The date of each year’s event is only announced two weeks before the big day, but that didn’t stop 5,000 people from across the Hyde Park area descending on the event on Saturday.
It was made possible thanks to a dedicated group of volunteers, many of whom were up early on Sunday morning, bracing their fuzzy heads and the rain to clean up after the event.
The day included dozens of performances by bands, acts and DJs across various stages and tents, as well as a dog show, sports, yoga, crafts and arts workshops.
Committee member Amit Roy said: “The music speaks for itself, with so many bands and DJs coming together to perform, but for me, it’s what happens around the edges - the groups of kids playing football, or the kids creating paintings with their handprints - that really makes Unity Day. It was a lovely crowd and a lovely atmosphere.”
Unity Day is a chance for the people who live in the area to re-connect.
“When we started there was a real need for something like this - and there still is now, but for different reasons,” Mr Roy said.

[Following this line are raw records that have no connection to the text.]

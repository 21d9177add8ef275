//! Core types for the layered resource tree.

use crate::error::ApiError;
use serde::{Deserialize, Serialize};
use std::fmt;
use std::str::FromStr;

/// Installation root under the project directory.
pub const DEFAULT_LAYER_ROOT: &str = ".lcagents";

/// Category of a resource in the layered tree.
#[derive(Debug, Clone, Copy, PartialEq, Eq, Hash, PartialOrd, Ord, Serialize, Deserialize)]
#[serde(rename_all = "kebab-case")]
pub enum ResourceType {
    Agents,
    Tasks,
    Templates,
    Checklists,
    Data,
    Utils,
    Workflows,
    AgentTeams,
}

impl ResourceType {
    /// Every recognized resource type, in validation order.
    pub const ALL: [ResourceType; 8] = [
        ResourceType::Agents,
        ResourceType::Tasks,
        ResourceType::Templates,
        ResourceType::Checklists,
        ResourceType::Data,
        ResourceType::Utils,
        ResourceType::Workflows,
        ResourceType::AgentTeams,
    ];

    /// Directory name and config key for this type.
    pub fn as_str(&self) -> &'static str {
        match self {
            ResourceType::Agents => "agents",
            ResourceType::Tasks => "tasks",
            ResourceType::Templates => "templates",
            ResourceType::Checklists => "checklists",
            ResourceType::Data => "data",
            ResourceType::Utils => "utils",
            ResourceType::Workflows => "workflows",
            ResourceType::AgentTeams => "agent-teams",
        }
    }

    /// Convention path used when the config has no entry: `<layer_root>/<type>`.
    pub fn default_path(&self, layer_root: &str) -> String {
        format!("{}/{}", layer_root, self.as_str())
    }
}

impl fmt::Display for ResourceType {
    fn fmt(&self, f: &mut fmt::Formatter<'_>) -> fmt::Result {
        f.write_str(self.as_str())
    }
}

impl FromStr for ResourceType {
    type Err = ApiError;

    fn from_str(s: &str) -> Result<Self, Self::Err> {
        ResourceType::ALL
            .iter()
            .copied()
            .find(|ty| ty.as_str() == s || (s == "agent_teams" && *ty == ResourceType::AgentTeams))
            .ok_or_else(|| {
                ApiError::ConfigError(format!(
                    "Unknown resource type: {} (expected one of: {})",
                    s,
                    ResourceType::ALL
                        .iter()
                        .map(|t| t.as_str())
                        .collect::<Vec<_>>()
                        .join(", ")
                ))
            })
    }
}

/// Precedence tier of the resource tree.
#[derive(Debug, Clone, Copy, PartialEq, Eq, Hash, Serialize, Deserialize)]
#[serde(rename_all = "lowercase")]
pub enum Layer {
    /// Shipped system defaults.
    Core,
    /// Organization-wide overrides.
    Org,
    /// Project-local overrides.
    Custom,
    /// Generated and merged artifacts.
    Runtime,
}

impl Layer {
    /// Layers consulted for overrides, highest precedence first.
    pub const OVERRIDE_ORDER: [Layer; 3] = [Layer::Custom, Layer::Org, Layer::Core];

    pub fn as_str(&self) -> &'static str {
        match self {
            Layer::Core => "core",
            Layer::Org => "org",
            Layer::Custom => "custom",
            Layer::Runtime => "runtime",
        }
    }
}

impl fmt::Display for Layer {
    fn fmt(&self, f: &mut fmt::Formatter<'_>) -> fmt::Result {
        f.write_str(self.as_str())
    }
}

impl FromStr for Layer {
    type Err = ApiError;

    fn from_str(s: &str) -> Result<Self, Self::Err> {
        match s {
            "core" => Ok(Layer::Core),
            "org" => Ok(Layer::Org),
            "custom" => Ok(Layer::Custom),
            "runtime" => Ok(Layer::Runtime),
            _ => Err(ApiError::ConfigError(format!(
                "Unknown layer: {} (expected core, org, custom, or runtime)",
                s
            ))),
        }
    }
}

“At the time there was a need to give the area a positive identity and to make sure it wasn’t just known for having back to back houses and bars on windows. Now, it’s all changed. When the students are here there is a real energy and a buzz, but the people who live here can feel lost among them. So when they leave for the summer, it’s a chance for the community to come together.
“This year’s events was great. Even the weather was good. It was spitting a little, but then at 3pm when the steel band came out and hit their first note, the sun came out. It was something special.”